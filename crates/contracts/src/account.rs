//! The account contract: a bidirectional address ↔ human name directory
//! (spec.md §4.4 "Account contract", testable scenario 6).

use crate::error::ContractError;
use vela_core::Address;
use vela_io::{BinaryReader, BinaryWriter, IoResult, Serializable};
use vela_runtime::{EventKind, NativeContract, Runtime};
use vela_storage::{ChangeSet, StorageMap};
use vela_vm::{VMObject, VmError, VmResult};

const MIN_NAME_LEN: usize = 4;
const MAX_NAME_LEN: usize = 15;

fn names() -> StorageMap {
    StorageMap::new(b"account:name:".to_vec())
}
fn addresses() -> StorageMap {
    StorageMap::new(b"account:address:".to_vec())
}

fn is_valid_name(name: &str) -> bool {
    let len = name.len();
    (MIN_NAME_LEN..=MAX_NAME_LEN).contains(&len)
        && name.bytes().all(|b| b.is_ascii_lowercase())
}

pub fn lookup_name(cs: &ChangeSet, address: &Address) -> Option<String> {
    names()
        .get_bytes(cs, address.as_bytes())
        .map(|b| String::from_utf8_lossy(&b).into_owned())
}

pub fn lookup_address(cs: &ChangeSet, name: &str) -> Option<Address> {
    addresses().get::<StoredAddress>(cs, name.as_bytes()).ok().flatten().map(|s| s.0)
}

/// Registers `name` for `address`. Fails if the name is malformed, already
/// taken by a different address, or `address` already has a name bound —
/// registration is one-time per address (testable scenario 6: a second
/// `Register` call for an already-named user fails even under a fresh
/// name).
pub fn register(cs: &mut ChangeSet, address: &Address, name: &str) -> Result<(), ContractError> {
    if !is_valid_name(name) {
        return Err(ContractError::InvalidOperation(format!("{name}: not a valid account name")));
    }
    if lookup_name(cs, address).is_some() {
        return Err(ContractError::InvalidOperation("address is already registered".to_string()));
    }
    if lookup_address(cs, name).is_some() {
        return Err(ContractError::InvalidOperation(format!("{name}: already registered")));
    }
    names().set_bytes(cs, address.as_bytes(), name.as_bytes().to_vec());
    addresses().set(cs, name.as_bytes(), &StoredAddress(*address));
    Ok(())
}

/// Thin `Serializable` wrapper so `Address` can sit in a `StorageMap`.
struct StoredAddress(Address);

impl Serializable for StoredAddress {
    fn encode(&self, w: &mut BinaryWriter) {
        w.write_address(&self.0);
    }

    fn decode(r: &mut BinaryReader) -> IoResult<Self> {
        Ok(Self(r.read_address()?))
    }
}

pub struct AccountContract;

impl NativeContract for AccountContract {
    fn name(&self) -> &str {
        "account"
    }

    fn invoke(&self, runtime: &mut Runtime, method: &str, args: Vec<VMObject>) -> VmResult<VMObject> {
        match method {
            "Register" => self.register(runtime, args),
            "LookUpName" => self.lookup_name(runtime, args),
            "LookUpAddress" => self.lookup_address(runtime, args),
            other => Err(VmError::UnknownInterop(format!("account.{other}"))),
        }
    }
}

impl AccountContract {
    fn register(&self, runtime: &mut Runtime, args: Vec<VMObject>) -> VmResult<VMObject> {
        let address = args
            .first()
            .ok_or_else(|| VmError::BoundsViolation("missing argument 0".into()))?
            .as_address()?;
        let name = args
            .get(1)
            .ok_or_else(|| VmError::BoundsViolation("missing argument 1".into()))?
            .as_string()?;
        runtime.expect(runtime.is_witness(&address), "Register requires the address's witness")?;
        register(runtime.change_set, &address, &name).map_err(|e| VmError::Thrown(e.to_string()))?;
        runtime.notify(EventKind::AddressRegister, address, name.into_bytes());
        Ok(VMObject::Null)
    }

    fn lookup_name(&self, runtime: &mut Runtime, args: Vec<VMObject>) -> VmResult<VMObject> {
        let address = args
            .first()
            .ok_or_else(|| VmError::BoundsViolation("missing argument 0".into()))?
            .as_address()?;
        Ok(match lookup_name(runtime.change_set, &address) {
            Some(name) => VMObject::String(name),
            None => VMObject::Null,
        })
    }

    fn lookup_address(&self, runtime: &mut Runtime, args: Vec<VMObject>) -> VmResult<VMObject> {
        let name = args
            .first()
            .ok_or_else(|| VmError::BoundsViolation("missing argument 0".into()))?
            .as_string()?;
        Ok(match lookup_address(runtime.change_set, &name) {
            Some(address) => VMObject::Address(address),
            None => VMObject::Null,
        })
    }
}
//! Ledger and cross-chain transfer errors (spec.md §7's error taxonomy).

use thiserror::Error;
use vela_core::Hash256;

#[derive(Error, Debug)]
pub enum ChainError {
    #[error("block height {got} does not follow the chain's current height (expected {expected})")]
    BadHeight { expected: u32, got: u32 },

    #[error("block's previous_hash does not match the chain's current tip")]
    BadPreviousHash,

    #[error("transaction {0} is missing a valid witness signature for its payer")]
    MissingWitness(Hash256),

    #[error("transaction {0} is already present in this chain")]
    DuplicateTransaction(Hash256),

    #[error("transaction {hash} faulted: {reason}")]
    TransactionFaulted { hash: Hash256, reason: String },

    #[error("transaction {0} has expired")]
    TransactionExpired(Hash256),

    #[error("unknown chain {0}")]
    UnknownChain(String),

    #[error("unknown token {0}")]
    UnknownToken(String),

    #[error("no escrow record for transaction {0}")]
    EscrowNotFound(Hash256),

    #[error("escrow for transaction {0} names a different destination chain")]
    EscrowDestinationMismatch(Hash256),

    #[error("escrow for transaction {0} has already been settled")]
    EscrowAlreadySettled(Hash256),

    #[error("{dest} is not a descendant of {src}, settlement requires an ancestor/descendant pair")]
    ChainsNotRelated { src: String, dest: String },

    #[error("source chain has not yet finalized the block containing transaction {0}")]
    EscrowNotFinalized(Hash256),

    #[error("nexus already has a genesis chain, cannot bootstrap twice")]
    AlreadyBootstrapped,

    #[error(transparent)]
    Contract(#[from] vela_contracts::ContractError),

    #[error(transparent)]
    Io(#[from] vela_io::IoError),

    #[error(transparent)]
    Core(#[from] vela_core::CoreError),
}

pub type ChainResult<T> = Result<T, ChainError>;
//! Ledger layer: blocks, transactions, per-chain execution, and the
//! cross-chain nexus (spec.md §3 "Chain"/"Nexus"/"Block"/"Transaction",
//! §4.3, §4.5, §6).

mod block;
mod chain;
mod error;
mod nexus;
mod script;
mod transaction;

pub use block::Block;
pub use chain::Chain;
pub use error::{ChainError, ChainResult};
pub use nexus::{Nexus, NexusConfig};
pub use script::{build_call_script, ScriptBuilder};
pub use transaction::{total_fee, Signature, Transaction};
- - - -
Work order
Say how many of the lines above include the word "EventKind", giving the figure alone.

Completed exercise
2